Managing risk on the rise
At Sheffield, Alabama-based Bank Independent, there was a business continuity and pandemic preparedness plan in place prior to the onset of COVID-19, says Penny Camp, the bank’s EVP and chief people officer. Of the bank’s 600 employees (including some branch staff), half were working from home by mid-April, using corporate-issued laptops and MFA keys to remotely access the bank’s VPN.
“It’s been working incredibly well,” Camp says of the move to remote work for employees at the $1.7 billion-asset bank.
But the changing working arrangement is not the only factor affecting employee risk during this quarantine time. Fraud historically increases during disaster-related events, and the COVID-19 pandemic is not an exception, notes Caroline Brown, partner in Crowell and Moring’s international trade and white collar practice groups and a former Treasury Department official. “Agencies such as the Treasury Department’s Financial Crimes Enforcement Network and the Office of Foreign Assets Control have issued guidance that makes clear that they expect financial institutions to remain vigilant against efforts by fraudsters and other bad actors to take advantage of the pandemic,” she points out.

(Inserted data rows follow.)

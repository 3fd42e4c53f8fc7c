//! Core traits and data types for telescope connection management.
//!
//! This module defines the foundational abstractions shared by the rest of
//! the crate:
//!
//! - [`TelescopeClient`]: the uniform contract every transport-specific
//!   client implements, so the host never needs to know which transport a
//!   given mount uses
//! - [`EquatorialPos`]: an equatorial direction as a unit vector, with
//!   RA/Dec conversions used by the wire protocols
//! - [`InterfaceKind`] and [`Equinox`]: the closed enums persisted in
//!   connection definitions
//! - Protocol-wide constants (shortcut-slot range, FOV circle cap, poll
//!   delay bounds)
//!
//! # Threading
//!
//! The whole crate uses a single-threaded cooperative model: the host calls
//! [`ConnectionSupervisor::tick`](crate::supervisor::ConnectionSupervisor::tick)
//! once per frame/interval and every client exchanges bytes inside that
//! call with short timeouts. Nothing here is `Send`/`Sync` and nothing
//! spawns threads; touching these types from more than one thread is a
//! contract violation, not a recoverable error.

use chrono::{DateTime, Utc};
use serde::{Deserialize, Serialize};
use std::time::{Duration, Instant};

use crate::logging::DeviceLog;

// =============================================================================
// Constants
// =============================================================================

/// Lowest valid goto-shortcut slot number.
pub const MIN_SHORTCUT_SLOT: u8 = 1;
/// Highest valid goto-shortcut slot number.
pub const MAX_SHORTCUT_SLOT: u8 = 9;

/// Maximum number of field-of-view circles kept per device. Further
/// additions are accepted but dropped.
pub const MAX_FOV_CIRCLES: usize = 10;

/// Default poll delay in microseconds (0.5 s).
pub const DEFAULT_DELAY_US: u32 = 500_000;
/// Upper bound for a valid poll delay in microseconds (10 s).
pub const MAX_DELAY_US: u32 = 10_000_000;

/// Returns whether a poll delay (in microseconds) is within bounds.
pub fn is_valid_delay(delay_us: u32) -> bool {
    delay_us > 0 && delay_us <= MAX_DELAY_US
}

// =============================================================================
// Basic Data Types
// =============================================================================

/// Reference frame for coordinates exchanged with a device.
#[derive(Clone, Copy, Debug, Default, PartialEq, Eq, Serialize, Deserialize)]
pub enum Equinox {
    /// Fixed J2000.0 epoch.
    #[default]
    J2000,
    /// Equinox of date.
    JNow,
}

/// The transport kind of a connection. Dispatch over this enum replaces the
/// interface-name string comparisons of older designs.
#[derive(Clone, Copy, Debug, PartialEq, Eq, Serialize, Deserialize)]
pub enum InterfaceKind {
    /// In-process simulator, no I/O. Used for testing and demos.
    Virtual,
    /// Direct serial link speaking a device-specific grammar (LX200,
    /// NexStar), or a TCP relay when the connection is remote.
    NativeSerial,
    /// Device hosted on the external driver bus.
    ExternalDriver,
    /// Pointer to a sub-device of an already-open driver-bus connection.
    ExternalDriverPointer,
    /// Third-party vendor automation bridge (platform dependent).
    VendorAutomation,
}

impl InterfaceKind {
    /// Stable name used in persisted documents.
    pub fn as_str(&self) -> &'static str {
        match self {
            InterfaceKind::Virtual => "Virtual",
            InterfaceKind::NativeSerial => "NativeSerial",
            InterfaceKind::ExternalDriver => "ExternalDriver",
            InterfaceKind::ExternalDriverPointer => "ExternalDriverPointer",
            InterfaceKind::VendorAutomation => "VendorAutomation",
        }
    }
}

/// An equatorial direction stored as a (nominally unit) vector in the
/// J2000 frame, the same representation the wire protocols convert to and
/// from right ascension / declination.
#[derive(Clone, Copy, Debug, Default, PartialEq)]
pub struct EquatorialPos {
    /// Towards RA 0h, Dec 0.
    pub x: f64,
    /// Towards RA 6h, Dec 0.
    pub y: f64,
    /// Towards the north celestial pole.
    pub z: f64,
}

impl EquatorialPos {
    /// Builds a unit vector from right ascension and declination in radians.
    pub fn from_ra_dec(ra_rad: f64, dec_rad: f64) -> Self {
        let cos_dec = dec_rad.cos();
        Self {
            x: cos_dec * ra_rad.cos(),
            y: cos_dec * ra_rad.sin(),
            z: dec_rad.sin(),
        }
    }

    /// Returns `(ra, dec)` in radians, with RA normalized to `[0, 2π)`.
    pub fn to_ra_dec(&self) -> (f64, f64) {
        let len = self.length();
        if len == 0.0 {
            return (0.0, 0.0);
        }
        let mut ra = self.y.atan2(self.x);
        if ra < 0.0 {
            ra += std::f64::consts::TAU;
        }
        let dec = (self.z / len).asin();
        (ra, dec)
    }

    /// Euclidean length.
    pub fn length(&self) -> f64 {
        (self.x * self.x + self.y * self.y + self.z * self.z).sqrt()
    }

    /// Dot product with another direction.
    pub fn dot(&self, other: &EquatorialPos) -> f64 {
        self.x * other.x + self.y * other.y + self.z * other.z
    }

    /// Returns the direction scaled to unit length (zero vector unchanged).
    pub fn normalized(&self) -> Self {
        let len = self.length();
        if len == 0.0 {
            return *self;
        }
        Self {
            x: self.x / len,
            y: self.y / len,
            z: self.z / len,
        }
    }
}

// =============================================================================
// Client Contract
// =============================================================================

/// The uniform capability set every transport-specific client implements.
///
/// A client is constructed already attempting its handshake; construction
/// can fail, signalled by [`TelescopeClient::is_initialized`] returning
/// false. The supervisor checks this immediately after construction and
/// discards uninitialized instances; a half-initialized client is never
/// added to the live set.
///
/// # Failure policy
///
/// [`TelescopeClient::perform_tick`] must not panic or propagate transport
/// faults past this boundary: internal I/O failures degrade
/// [`TelescopeClient::is_connected`] to false instead. Clients are removed
/// only by an explicit supervisor stop, never by self-destruction on error,
/// so the user-visible roster stays stable.
pub trait TelescopeClient {
    /// Display name of the device (the connection id).
    fn name(&self) -> &str;

    /// Whether construction-time initialization succeeded. Checked once by
    /// the supervisor; defaults to true for clients that cannot fail early.
    fn is_initialized(&self) -> bool {
        true
    }

    /// Whether the device link is currently believed healthy.
    fn is_connected(&self) -> bool;

    /// Whether a position report has been received yet. "Unknown" is a
    /// valid state for a freshly started client.
    fn has_known_position(&self) -> bool;

    /// Last reported equatorial position (J2000 unit vector), if known.
    /// `when` is the observation time of the caller's frame; clients that
    /// do not interpolate may ignore it.
    fn current_position(&self, when: DateTime<Utc>) -> Option<EquatorialPos>;

    /// Field-of-view circle diameters in degrees, in insertion order.
    fn fov_circles(&self) -> &[f64];

    /// Adds a field-of-view circle diameter. Additions beyond
    /// [`MAX_FOV_CIRCLES`] are accepted but dropped.
    fn add_fov_circle(&mut self, diameter_deg: f64);

    /// Requests a slew to the given J2000 target. The command is enqueued
    /// and consumed on the next communication tick.
    fn request_goto(&mut self, target_j2000: EquatorialPos);

    /// Returns whether a send/receive pass should run this tick. Allows
    /// per-device rate limiting without the supervisor knowing transport
    /// internals.
    fn prepare_tick(&mut self) -> bool;

    /// Exchanges bytes/messages with the device. Wire traffic goes to
    /// `wire_log`; faults degrade the connected flag and never escape.
    fn perform_tick(&mut self, wire_log: &mut DeviceLog);
}

/// Rate limiter shared by the polling clients: gates one send/receive pass
/// per configured delay.
#[derive(Debug)]
pub struct TickGate {
    delay: Duration,
    last_pass: Option<Instant>,
}

impl TickGate {
    /// Creates a gate from a poll delay in microseconds.
    pub fn new(delay_us: u32) -> Self {
        Self {
            delay: Duration::from_micros(u64::from(delay_us)),
            last_pass: None,
        }
    }

    /// Returns true (and arms the next interval) when a pass is due. The
    /// first call always passes.
    pub fn due(&mut self) -> bool {
        let now = Instant::now();
        match self.last_pass {
            Some(last) if now.duration_since(last) < self.delay => false,
            _ => {
                self.last_pass = Some(now);
                true
            }
        }
    }
}
use clap::Parser;
use dotenv::dotenv;
use std::error::Error;
use watsonx_relay::cli::Args;

#[tokio::main]
async fn main() -> Result<(), Box<dyn Error + Send + Sync>> {
    dotenv().ok();
    env_logger::Builder::from_env(env_logger::Env::default().default_filter_or("info")).init();
    let args = Args::parse();

    watsonx_relay::run(args).await
}
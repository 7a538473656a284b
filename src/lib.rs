pub mod agent;
pub mod auth;
pub mod cli;
pub mod error;
pub mod history;
pub mod llm;
pub mod models;
pub mod server;

use agent::RelayAgent;
use auth::IamTokenProvider;
use cli::Args;
use history::ConversationStore;
use llm::ProviderConfig;
use log::info;
use models::chat::ChatMessage;
use server::start_http_server;
use std::error::Error;
use std::sync::Arc;
use std::time::Duration;

pub async fn run(args: Args) -> Result<(), Box<dyn Error + Send + Sync>> {
    info!("--- Core Configuration ---");
    info!("watsonx API URL: {}", args.api_url);
    info!("Deployment ID: {}", args.deployment_id);
    info!("API Version: {}", args.api_version);
    info!("IAM URL: {}", args.iam_url);
    info!("Memory Mode: {}", args.memory_mode);
    info!("History Limit: {}", args.history_limit);
    info!("Max Message Chars: {}", args.max_message_chars);
    info!("Request Timeout: {}s", args.request_timeout_secs);
    info!("Listen Port: {}", args.port);
    info!("-------------------------");

    let timeout = Duration::from_secs(args.request_timeout_secs);

    let tokens = Arc::new(
        IamTokenProvider::new(args.iam_url.clone(), args.api_key.clone(), timeout)?
    );

    let provider_config = ProviderConfig {
        base_url: args.api_url.clone(),
        deployment_id: args.deployment_id.clone(),
        api_version: args.api_version.clone(),
        mode: args.memory_mode,
        timeout,
    };
    let chat_client = llm::new_client(&provider_config)?;

    let store = ConversationStore::new(args.history_limit);
    if let Some(greeting) = args.greeting.as_deref() {
        store.seed(ChatMessage::assistant(greeting)).await;
        info!("Seeded conversation with a greeting message");
    }

    let agent = Arc::new(
        RelayAgent::new(
            tokens,
            chat_client,
            store,
            args.memory_mode,
            args.max_message_chars
        )
    );

    start_http_server(args.port, agent).await
}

According to recent Aite Group research, 94 percent of attacks on banks originate through phishing emails sent to employees. . “As soon as we move employees to remote connections, during a time of high stress, people are nervous and looking for news [about the pandemic and quarantine] and less likely to look closely,” says Steve Hunt, Aite’s senior analyst for cybersecurity.

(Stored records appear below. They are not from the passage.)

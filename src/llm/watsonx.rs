use async_trait::async_trait;
use log::{ error, info, warn };
use reqwest::{ Client as HttpClient, header::AUTHORIZATION };
use serde::Serialize;
use serde_json::Value;

use super::{ ChatClient, MemoryMode, ProviderConfig };
use crate::error::RelayError;
use crate::models::chat::ChatMessage;

/// Returned when the provider answers 2xx but none of the known response
/// shapes yields a non-empty reply. Degrading to this string is a contract,
/// not an error.
pub const FALLBACK_REPLY: &str = "No reply";

#[derive(Serialize)]
struct AiServiceRequest<'a> {
    messages: &'a [ChatMessage],
}

#[derive(Serialize)]
struct PredictionsRequest<'a> {
    input_data: Vec<InputText<'a>>,
}

#[derive(Serialize)]
struct InputText<'a> {
    text: &'a str,
}

/// Adapter for a watsonx deployment. Depending on the configured memory
/// mode it targets either the chat-style `ai_service` endpoint or the
/// stateless `predictions` endpoint of the same deployment.
pub struct WatsonxClient {
    http: HttpClient,
    base_url: String,
    deployment_id: String,
    api_version: String,
    mode: MemoryMode,
}

impl WatsonxClient {
    pub fn new(config: &ProviderConfig) -> Result<Self, RelayError> {
        let http = HttpClient::builder()
            .timeout(config.timeout)
            .build()
            .map_err(|e| RelayError::Provider(format!("failed to build HTTP client: {}", e)))?;

        Ok(Self {
            http,
            base_url: config.base_url.trim_end_matches('/').to_string(),
            deployment_id: config.deployment_id.clone(),
            api_version: config.api_version.clone(),
            mode: config.mode,
        })
    }

    fn endpoint(&self) -> String {
        let route = match self.mode {
            MemoryMode::FullHistory => "ai_service",
            MemoryMode::SingleTurn => "predictions",
        };
        format!(
            "{}/ml/v4/deployments/{}/{}?version={}",
            self.base_url,
            self.deployment_id,
            route,
            self.api_version
        )
    }

    async fn post_json(&self, body: &impl Serialize, bearer: &str) -> Result<Value, RelayError> {
        let url = self.endpoint();
        let resp = self.http
            .post(&url)
            .header(AUTHORIZATION, format!("Bearer {}", bearer))
            .json(body)
            .send().await
            .map_err(|e| RelayError::Provider(format!("request to watsonx failed: {}", e)))?;

        let status = resp.status();
        if !status.is_success() {
            let body = resp.text().await.unwrap_or_default();
            error!("watsonx returned {}: {}", status, body);
            return Err(RelayError::Provider(format!("watsonx returned {}: {}", status, body)));
        }

        resp
            .json().await
            .map_err(|e| RelayError::Provider(format!("unparseable watsonx body: {}", e)))
    }
}

#[async_trait]
impl ChatClient for WatsonxClient {
    async fn send_chat(
        &self,
        messages: &[ChatMessage],
        bearer: &str
    ) -> Result<String, RelayError> {
        let body = match self.mode {
            MemoryMode::FullHistory => {
                self.post_json(&AiServiceRequest { messages }, bearer).await?
            }
            MemoryMode::SingleTurn => {
                let latest = messages
                    .last()
                    .ok_or_else(|| RelayError::Provider("no message to send".to_string()))?;
                let request = PredictionsRequest {
                    input_data: vec![InputText { text: &latest.content }],
                };
                self.post_json(&request, bearer).await?
            }
        };

        info!("watsonx response received");
        Ok(extract_reply(&body))
    }
}

/// Ordered reply-extraction strategies. Deployments answer in one of several
/// shapes depending on how the service was authored; the first strategy that
/// produces a non-empty string wins.
const EXTRACTORS: &[fn(&Value) -> Option<&str>] = &[
    chat_choice_content,
    output_content,
    generated_text,
    prediction_text,
];

pub fn extract_reply(body: &Value) -> String {
    for extract in EXTRACTORS {
        if let Some(text) = extract(body) {
            if !text.is_empty() {
                return text.to_string();
            }
        }
    }
    warn!("watsonx response matched no known shape, using fallback reply");
    FALLBACK_REPLY.to_string()
}

// choices[0].message.content
fn chat_choice_content(body: &Value) -> Option<&str> {
    body.get("choices")?.get(0)?.get("message")?.get("content")?.as_str()
}

// output[0].content
fn output_content(body: &Value) -> Option<&str> {
    body.get("output")?.get(0)?.get("content")?.as_str()
}

// results[0].generated_text
fn generated_text(body: &Value) -> Option<&str> {
    body.get("results")?.get(0)?.get("generated_text")?.as_str()
}

// predictions[0].values[0].text
fn prediction_text(body: &Value) -> Option<&str> {
    body.get("predictions")?.get(0)?.get("values")?.get(0)?.get("text")?.as_str()
}
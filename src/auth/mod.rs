use async_trait::async_trait;
use log::{ debug, error, info };
use reqwest::Client as HttpClient;
use serde::Deserialize;
use std::time::{ Duration, Instant };
use tokio::sync::Mutex;

use crate::error::RelayError;

/// Margin subtracted from the reported token lifetime so a token is never
/// presented to watsonx moments before it lapses.
const EXPIRY_MARGIN: Duration = Duration::from_secs(60);

/// Source of short-lived bearer tokens for the provider call.
#[async_trait]
pub trait TokenSource: Send + Sync {
    async fn bearer(&self) -> Result<String, RelayError>;
}

#[derive(Deserialize)]
struct IamTokenResponse {
    access_token: String,
    expires_in: Option<u64>,
}

struct CachedToken {
    value: String,
    expires_at: Instant,
}

/// Exchanges the long-lived IBM Cloud API key for an IAM bearer token.
///
/// Tokens are cached until shortly before expiry; the cache lock is held
/// across the refresh call so concurrent requests share one exchange instead
/// of each hitting IAM.
pub struct IamTokenProvider {
    http: HttpClient,
    iam_url: String,
    api_key: String,
    cached: Mutex<Option<CachedToken>>,
}

impl IamTokenProvider {
    pub fn new(
        iam_url: String,
        api_key: String,
        timeout: Duration
    ) -> Result<Self, RelayError> {
        let http = HttpClient::builder()
            .timeout(timeout)
            .build()
            .map_err(|e| RelayError::Auth(format!("failed to build HTTP client: {}", e)))?;
        Ok(Self { http, iam_url, api_key, cached: Mutex::new(None) })
    }

    async fn fetch_token(&self) -> Result<CachedToken, RelayError> {
        let params = [
            ("grant_type", "urn:ibm:params:oauth:grant-type:apikey"),
            ("apikey", self.api_key.as_str()),
        ];

        let resp = self.http
            .post(&self.iam_url)
            .form(&params)
            .send().await
            .map_err(|e| RelayError::Auth(format!("IAM request failed: {}", e)))?;

        let status = resp.status();
        if !status.is_success() {
            // The body may carry an IAM error code worth logging, but the
            // API key itself is never echoed back by IAM.
            let body = resp.text().await.unwrap_or_default();
            error!("IAM rejected the token exchange: {} {}", status, body);
            return Err(RelayError::Auth(format!("IAM returned {}: {}", status, body)));
        }

        let token: IamTokenResponse = resp
            .json().await
            .map_err(|e| RelayError::Auth(format!("invalid IAM response body: {}", e)))?;

        let lifetime = Duration::from_secs(token.expires_in.unwrap_or(0));
        let expires_at = Instant::now() + lifetime.saturating_sub(EXPIRY_MARGIN);
        info!("Token acquired (lifetime {}s)", lifetime.as_secs());

        Ok(CachedToken { value: token.access_token, expires_at })
    }
}

#[async_trait]
impl TokenSource for IamTokenProvider {
    async fn bearer(&self) -> Result<String, RelayError> {
        let mut cached = self.cached.lock().await;

        if let Some(token) = cached.as_ref() {
            if Instant::now() < token.expires_at {
                debug!("Reusing cached IAM token");
                return Ok(token.value.clone());
            }
        }

        let fresh = self.fetch_token().await?;
        let value = fresh.value.clone();
        *cached = Some(fresh);
        Ok(value)
    }
}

Jamie Davis, VP for product management and quality control at Safe Systems, says financial institutions are seeing as much as a 500 percent increase in phishing attempts on customers and employees since early March. “They’re taking advantage of fear and people’s thirst for information,” Davis says. “COVID-19 has been a huge win for phishers.”
Added to this human factor is the fact that the technology used to distinguish “normal” employee behavior from the disparities that typically point out bad actors or fraudulent is not as effective when employee activity is far from normal—they’re logging in through different devices, potentially handling different tasks and perhaps working non-standard hours to accommodate home-schooling children or other WFH issues.
Hence, Hunt says, the machine learning or AI technologies, geo-location, IP or out-of-band authentication tracking or other cybersecurity measures based on gauging normal activity may be “thrown out of whack.” And bad actors are taking full advantage—anecdotally, Hunt says banks are experiencing three times as many cyber-attack attempts on their systems and their employees in recent weeks.
In the meantime, bankers are doing their best to get the word out to employees (as well as customers) about heightened risk for phishing and fraud scams, as well as to revisit education about good cyber-hygiene practices. The banks that have already implemented multi-factor authentication for employee access have an advantage, and more banks that do not have employee MFA have moved it to the top of their to-do lists.
Michelle Toll, like many ther top financial executives, is staying in touch with other bank presidents, tracking security risks as they emerge in this environment. “We hope that there is a heightened sensitivity for employees working from home, a sense of prudence about the risks,” she says.
Based in Washington state, Karen Epper Hoffman covers cybersecurity and bank innovation. Her reporting has appeared in American Banker, CSO magazine, CoinDesk, and other outlets.